> **Assignment**:
Every record that follows should be printed verbatim.

> **Data to use**:
***

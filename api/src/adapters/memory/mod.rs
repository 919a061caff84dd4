//! In-memory adapters
//!
//! Used for local development without a database and by tests.

pub mod document_store;

pub use document_store::InMemoryDocumentStore;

***

> **Output below**:
filename api/src/adapters/memory/mod.rs
repository 919a061caff84dd4
//! In-memory adapters
//!
//! Used for local development without a database and by tests.

pub mod document_store;

pub use document_store::InMemoryDocumentStore;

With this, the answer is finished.